Comet 67P/Churyumov-Gerasimenko.
© ESA/Rosetta/NAVCAMComet 67P/Churyumov-Gerasimenko.
Aurora - the dancing glow of ionised particles in Earth's upper atmosphere - is not unique to our planet.

The phenomenon has been spotted shining in the atmospheres of every other planet except Mercury. Even Jupiter's moons Ganymede and Europa have auroras.

Never, until now, had an aurora been detected on a comet.

But, in a new analysis of data collected by the Rosetta spacecraft, the space around Comet 67P Churyumov-Gerasimenko (67P/C-G) has been observed glowing with far-ultraviolet auroral radiation.

"I've been studying the Earth's auroras for five decades," said physicist Jim Burch of the Southwest Research Institute.

"Finding auroras around 67P, which lacks a magnetic field, is surprising and fascinating."

Auroras are generated by the excitation of charged particles in an atmosphere.

Here on Earth, for instance, the solar wind blows into the magnetosphere and interacts with charged particles there.

These particles rain down into the upper atmosphere and are funneled up the magnetic field lines to the poles, where they manifest as rippling curtains of light.

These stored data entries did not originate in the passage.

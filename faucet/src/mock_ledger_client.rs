// Copyright (c) Starcoin, Inc.
// SPDX-License-Identifier: Apache-2.0

//! A mock implementation of the ledger-client capability set.

use crate::crypto::FaucetSigner;
use crate::error::{FaucetError, FaucetResult};
use crate::ledger_client::LedgerClient;
use crate::transaction_builder::TransactionBuilder;
use async_trait::async_trait;
use ed25519_dalek::SigningKey;
use faucet_types::{
    BaseToken, BlockId, Ed25519Address, LedgerUpdate, SignedTransaction, SlotIndex, Transaction,
    TransactionId, TransactionMetadata, TransactionState, UnspentOutput,
};
use std::collections::{HashMap, VecDeque};
use std::sync::atomic::{AtomicBool, AtomicU32, AtomicU64, Ordering};
use std::sync::Mutex;
use tokio::sync::mpsc;

/// A transaction the mock accepted for submission.
#[derive(Clone, Debug)]
pub struct SubmittedTransaction {
    pub transaction: Transaction,
    pub remainder_output_index: Option<usize>,
    pub pow_workers: usize,
}

// Mock client used in test environments.
pub struct MockLedgerClient {
    signer: FaucetSigner,
    healthy: AtomicBool,
    latest_slot: AtomicU32,
    block_counter: AtomicU64,

    unspent_outputs: Mutex<Vec<UnspentOutput>>,
    outputs_fail: AtomicBool,
    address_balances: Mutex<HashMap<Ed25519Address, BaseToken>>,
    address_balances_fail: AtomicBool,
    transaction_metadata: Mutex<HashMap<TransactionId, Option<TransactionMetadata>>>,
    metadata_fail: AtomicBool,
    // scripted failures for the next submissions, drained in order
    submission_failures: Mutex<VecDeque<FaucetError>>,
    submitted: Mutex<Vec<SubmittedTransaction>>,

    ledger_updates_tx: Mutex<Option<mpsc::Sender<LedgerUpdate>>>,
}

impl Default for MockLedgerClient {
    fn default() -> Self {
        Self {
            signer: FaucetSigner::new(SigningKey::from_bytes(&[0xfa; 32])),
            healthy: AtomicBool::new(true),
            latest_slot: AtomicU32::new(1),
            block_counter: AtomicU64::new(0),
            unspent_outputs: Mutex::new(Vec::new()),
            outputs_fail: AtomicBool::new(false),
            address_balances: Mutex::new(HashMap::new()),
            address_balances_fail: AtomicBool::new(false),
            transaction_metadata: Mutex::new(HashMap::new()),
            metadata_fail: AtomicBool::new(false),
            submission_failures: Mutex::new(VecDeque::new()),
            submitted: Mutex::new(Vec::new()),
            ledger_updates_tx: Mutex::new(None),
        }
    }
}

impl MockLedgerClient {
    /// The address the faucet under test must be created with, so the
    /// remainder output targets it.
    pub fn faucet_address(&self) -> Ed25519Address {
        self.signer.address()
    }

    pub fn set_healthy(&self, healthy: bool) {
        self.healthy.store(healthy, Ordering::Relaxed);
    }

    pub fn set_latest_slot(&self, slot: SlotIndex) {
        self.latest_slot.store(slot, Ordering::Relaxed);
    }

    pub fn set_unspent_outputs(&self, outputs: Vec<UnspentOutput>) {
        *self.unspent_outputs.lock().unwrap() = outputs;
    }

    pub fn fail_output_queries(&self) {
        self.outputs_fail.store(true, Ordering::Relaxed);
    }

    pub fn set_address_balance(&self, address: Ed25519Address, balance: BaseToken) {
        self.address_balances.lock().unwrap().insert(address, balance);
    }

    pub fn fail_address_balance_queries(&self) {
        self.address_balances_fail.store(true, Ordering::Relaxed);
    }

    pub fn set_transaction_metadata(
        &self,
        transaction_id: TransactionId,
        metadata: Option<TransactionMetadata>,
    ) {
        self.transaction_metadata
            .lock()
            .unwrap()
            .insert(transaction_id, metadata);
    }

    pub fn fail_metadata_queries(&self) {
        self.metadata_fail.store(true, Ordering::Relaxed);
    }

    pub fn fail_next_submission(&self, reason: &str) {
        self.submission_failures
            .lock()
            .unwrap()
            .push_back(FaucetError::LedgerClient(reason.to_string()));
    }

    pub fn fail_next_submission_critically(&self, reason: &str) {
        self.submission_failures
            .lock()
            .unwrap()
            .push_back(FaucetError::LedgerClient(reason.to_string()).critical());
    }

    pub fn submitted_transactions(&self) -> Vec<SubmittedTransaction> {
        self.submitted.lock().unwrap().clone()
    }

    pub async fn send_ledger_update(&self, update: LedgerUpdate) {
        let tx = self
            .ledger_updates_tx
            .lock()
            .unwrap()
            .clone()
            .expect("nobody subscribed to ledger updates");
        tx.send(update).await.expect("subscriber went away");
    }
}

#[async_trait]
impl LedgerClient for MockLedgerClient {
    async fn is_node_healthy(&self) -> bool {
        self.healthy.load(Ordering::Relaxed)
    }

    async fn fetch_transaction_metadata(
        &self,
        transaction_id: TransactionId,
    ) -> FaucetResult<Option<TransactionMetadata>> {
        if self.metadata_fail.load(Ordering::Relaxed) {
            return Err(FaucetError::LedgerClient("metadata query failed".to_string()));
        }
        let scripted = self
            .transaction_metadata
            .lock()
            .unwrap()
            .get(&transaction_id)
            .cloned();
        match scripted {
            Some(metadata) => Ok(metadata),
            // unscripted transactions count as still pending
            None => Ok(Some(TransactionMetadata {
                state: TransactionState::Pending,
                failure_reason: None,
            })),
        }
    }

    async fn collect_unlockable_outputs(&self) -> FaucetResult<Vec<UnspentOutput>> {
        if self.outputs_fail.load(Ordering::Relaxed) {
            return Err(FaucetError::LedgerClient("output query failed".to_string()));
        }
        Ok(self.unspent_outputs.lock().unwrap().clone())
    }

    async fn compute_unlockable_address_balance(
        &self,
        address: &Ed25519Address,
    ) -> FaucetResult<BaseToken> {
        if self.address_balances_fail.load(Ordering::Relaxed) {
            return Err(FaucetError::LedgerClient("balance query failed".to_string()));
        }
        Ok(self
            .address_balances
            .lock()
            .unwrap()
            .get(address)
            .copied()
            .unwrap_or(0))
    }

    async fn latest_slot(&self) -> SlotIndex {
        self.latest_slot.load(Ordering::Relaxed)
    }

    async fn submit_transaction_payload(
        &self,
        builder: TransactionBuilder,
        remainder_output_index: Option<usize>,
        pow_workers: usize,
    ) -> FaucetResult<(SignedTransaction, BlockId)> {
        if !self.is_node_healthy().await {
            return Err(FaucetError::LedgerClient("node is not synced".to_string()));
        }
        if let Some(failure) = self.submission_failures.lock().unwrap().pop_front() {
            return Err(failure);
        }

        let latest_slot = self.latest_slot.load(Ordering::Relaxed);
        let transaction = builder.finish(latest_slot, remainder_output_index)?;
        let signed_transaction = self.signer.sign_transaction(transaction.clone());

        self.submitted.lock().unwrap().push(SubmittedTransaction {
            transaction,
            remainder_output_index,
            pow_workers,
        });

        let block_number = self.block_counter.fetch_add(1, Ordering::Relaxed) + 1;
        let mut block_bytes = [0u8; 32];
        block_bytes[..8].copy_from_slice(&block_number.to_le_bytes());
        Ok((signed_transaction, BlockId::new(block_bytes)))
    }

    async fn subscribe_ledger_updates(&self) -> FaucetResult<mpsc::Receiver<LedgerUpdate>> {
        let (tx, rx) = mpsc::channel(16);
        *self.ledger_updates_tx.lock().unwrap() = Some(tx);
        Ok(rx)
    }
}
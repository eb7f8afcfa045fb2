// Copyright (c) Starcoin, Inc.
// SPDX-License-Identifier: Apache-2.0

use prometheus::{
    register_int_counter_vec_with_registry, register_int_counter_with_registry,
    register_int_gauge_vec_with_registry, register_int_gauge_with_registry, IntCounter,
    IntCounterVec, IntGauge, IntGaugeVec, Registry, TextEncoder,
};
use std::net::SocketAddr;
use std::sync::Arc;
use tracing::info;

#[derive(Clone, Debug)]
pub struct FaucetMetrics {
    pub(crate) requests_received: IntCounterVec,
    pub(crate) requests_ok: IntCounterVec,
    pub(crate) err_requests: IntCounterVec,
    pub(crate) requests_inflight: IntGaugeVec,

    pub(crate) faucet_balance: IntGauge,
    pub(crate) queued_requests: IntGauge,
    pub(crate) issued_blocks: IntCounter,
    pub(crate) soft_errors: IntCounter,
    pub(crate) pending_transactions_cleared: IntCounter,
    pub(crate) pending_transactions_readded: IntCounter,
}

impl FaucetMetrics {
    pub fn new(registry: &Registry) -> Self {
        Self {
            requests_received: register_int_counter_vec_with_registry!(
                "faucet_requests_received",
                "Total HTTP requests received by request type",
                &["type"],
                registry,
            )
            .unwrap(),
            requests_ok: register_int_counter_vec_with_registry!(
                "faucet_requests_ok",
                "Total successful HTTP requests by request type",
                &["type"],
                registry,
            )
            .unwrap(),
            err_requests: register_int_counter_vec_with_registry!(
                "faucet_err_requests",
                "Total failed HTTP requests by request type",
                &["type"],
                registry,
            )
            .unwrap(),
            requests_inflight: register_int_gauge_vec_with_registry!(
                "faucet_requests_inflight",
                "In-flight HTTP requests by request type",
                &["type"],
                registry,
            )
            .unwrap(),
            faucet_balance: register_int_gauge_with_registry!(
                "faucet_balance",
                "Projected spendable balance of the faucet in base tokens",
                registry,
            )
            .unwrap(),
            queued_requests: register_int_gauge_with_registry!(
                "faucet_queued_requests",
                "Requests currently queued or in flight",
                registry,
            )
            .unwrap(),
            issued_blocks: register_int_counter_with_registry!(
                "faucet_issued_blocks",
                "Total blocks issued by the faucet",
                registry,
            )
            .unwrap(),
            soft_errors: register_int_counter_with_registry!(
                "faucet_soft_errors",
                "Total soft errors encountered",
                registry,
            )
            .unwrap(),
            pending_transactions_cleared: register_int_counter_with_registry!(
                "faucet_pending_transactions_cleared",
                "Pending transactions that settled successfully",
                registry,
            )
            .unwrap(),
            pending_transactions_readded: register_int_counter_with_registry!(
                "faucet_pending_transactions_readded",
                "Pending transactions whose requests went back to the queue",
                registry,
            )
            .unwrap(),
        }
    }

    pub fn new_for_testing() -> Arc<Self> {
        Arc::new(Self::new(&Registry::new()))
    }
}

/// Serves the registry in the Prometheus text format on its own port.
pub fn start_metrics_server(
    socket_address: SocketAddr,
    registry: Registry,
) -> tokio::task::JoinHandle<()> {
    tokio::spawn(async move {
        let app = axum::Router::new().route(
            "/metrics",
            axum::routing::get(move || {
                let registry = registry.clone();
                async move {
                    TextEncoder::new()
                        .encode_to_string(&registry.gather())
                        .unwrap_or_default()
                }
            }),
        );
        let listener = tokio::net::TcpListener::bind(socket_address)
            .await
            .expect("failed to bind metrics listener");
        info!("metrics server listening on {socket_address}");
        axum::serve(listener, app)
            .await
            .expect("metrics server exited");
    })
}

It works differently on different bodies, though. The auroras of Ganymede and Europa are generated by interactions with Jupiter's magnetic field.

Venus doesn't have a magnetic field of its own that we know of, but interactions with the solar wind creates one strong enough to trigger auroras.

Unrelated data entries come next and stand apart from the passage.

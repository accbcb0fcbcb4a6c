/// Narrow persisted key-value port shared by the credential store and the
/// resource cache. Implementations must be cheap to call from async code,
/// so the interface is synchronous string-in/string-out.
pub trait KeyValueStore: Send + Sync {
    fn get(&self, key: &str) -> Option<String>;
    fn set(&self, key: &str, value: String);
    fn remove(&self, key: &str);
}
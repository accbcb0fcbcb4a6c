use std::sync::Arc;
use std::time::Duration;

use courier::cache::*;
use courier::logger::*;
use courier::settings::*;
use courier::storage::*;
use courier::transport::*;

struct DemoFetcher(Arc<FakeTransport>);

#[async_trait::async_trait]
impl ResourceFetcher for DemoFetcher {
    async fn fetch(&self, key: &str) -> Result<String, FetchError> {
        let response = self
            .0
            .send(TransportRequest::new(Method::Get, key))
            .await
            .map_err(|e| FetchError::Transport(e.to_string()))?;
        if !response.is_success() {
            return Err(FetchError::Http {
                status: response.status,
            });
        }
        Ok(response.body)
    }
}

// Demonstrates the cached fetch unit: a cold load, a warm load served
// from the persisted store with no network call, and a forced refetch.
//
// $ cargo run --bin cache_demo -- --settings=settings/dev.toml
#[tokio::main]
async fn main() -> anyhow::Result<()> {
    let cli = Cli::parse();
    let logger = Logger::new_bootstrap();

    let project_settings = parse_settings(cli.settings.as_deref())?;
    logger.reload_filter(&project_settings.log.filter)?;

    let store: Arc<dyn KeyValueStore> = match project_settings.store.backend.as_str() {
        "file" => Arc::new(FileStore::open(&project_settings.store.path)?),
        _ => Arc::new(MemoryStore::new()),
    };

    let transport = Arc::new(FakeTransport::new());
    transport.script(
        Method::Get,
        "/albums",
        FakeOutcome::ok(r#"[{"title":"Kind of Blue"},{"title":"Blue Train"}]"#)
            .with_latency(Duration::from_millis(200)),
    );
    transport.script(
        Method::Get,
        "/albums",
        FakeOutcome::ok(r#"[{"title":"Kind of Blue"},{"title":"Blue Train"},{"title":"Giant Steps"}]"#),
    );

    let albums: CachedResource<serde_json::Value> = CachedResource::new(
        Arc::new(DemoFetcher(transport.clone())),
        store,
        project_settings.cache.to_config(),
    );
    let mut rx = albums.subscribe();

    albums.set_key("/albums");
    loop {
        rx.changed().await?;
        let state = rx.borrow().clone();
        info!(
            pending = state.is_pending,
            error = state.is_error,
            data = ?state.data,
            "cold load"
        );
        if !state.is_pending {
            break;
        }
    }

    // Warm load: the entry is fresh, so no network call happens.
    albums.set_key("/albums");
    rx.changed().await?;
    info!(data = ?rx.borrow().data, calls = transport.log().len(), "warm load, served from cache");

    // Forced refetch skips the freshness check.
    albums.refetch();
    loop {
        rx.changed().await?;
        let state = rx.borrow().clone();
        if !state.is_pending {
            info!(data = ?state.data, calls = transport.log().len(), "after refetch");
            break;
        }
    }

    Ok(())
}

Mars' atmosphere is extremely thin, but its weak magnetic field can support auroras.

Jupiter's permanent aurora isn't caused by the solar wind, but some mysterious mechanism yet to be discovered.

And while Saturn's main auroral ring seems to be solar wind-generated, there are patches of it that... are unpredicted. That's also still a mystery.

Comet 67P/C-G doesn't even have a borrowed magnetic field. But it does have an atmosphere, of sorts - the envelope of gas called a coma that surrounds the nucleus of an active comet when it draws close enough to the Sun for ices trapped therein to sublimate.

It was in this coma that the far-ultraviolet (FUV) spectrograph on the Alice instrument aboard the Rosetta spacecraft detected a glow in far ultraviolet light.

Alice's Ion and Electron Sensor (IES) detected an even bigger surprise - electrons from the solar wind.

"Initially, we thought the ultraviolet emissions at comet 67P were phenomena known as 'dayglow,' a process caused by solar photons interacting with cometary gas," said astronomer Joel Parker of the Southwest Research Institute.

"We were amazed to discover that the UV emissions are aurora, driven not by photons, but by electrons in the solar wind that break apart water and other molecules in the coma and have been accelerated in the comet's nearby environment. The resulting excited atoms make this distinctive light."

The team simulated a weakly outgassing comet, and found that interplanetary magnetic field lines draped around the comet are sufficient to provide a path to accelerate solar wind electrons into a potential well created by an electric field around the cometary nucleus, produced by the cometary plasma.

However, because the comet has no magnetic field of its own, the aurora itself is diffuse, in contrast to contained auroras generated by solar wind excitation on Earth and Mars.

The combination of the acceleration process and the excitation process make Comet 67P/C-G's aurora unique so far in the Solar System, the researchers said.

The discovery could offer new clues to understanding how auroras are generated throughout the Solar System.

But cometary auroras can be used as a tool for understanding space weather. By probing the glow at various distances from the Sun, astronomers could learn a lot about electron variability in the solar wind.

Could comets get any more awesome?

The research has been published in Nature Astronomy.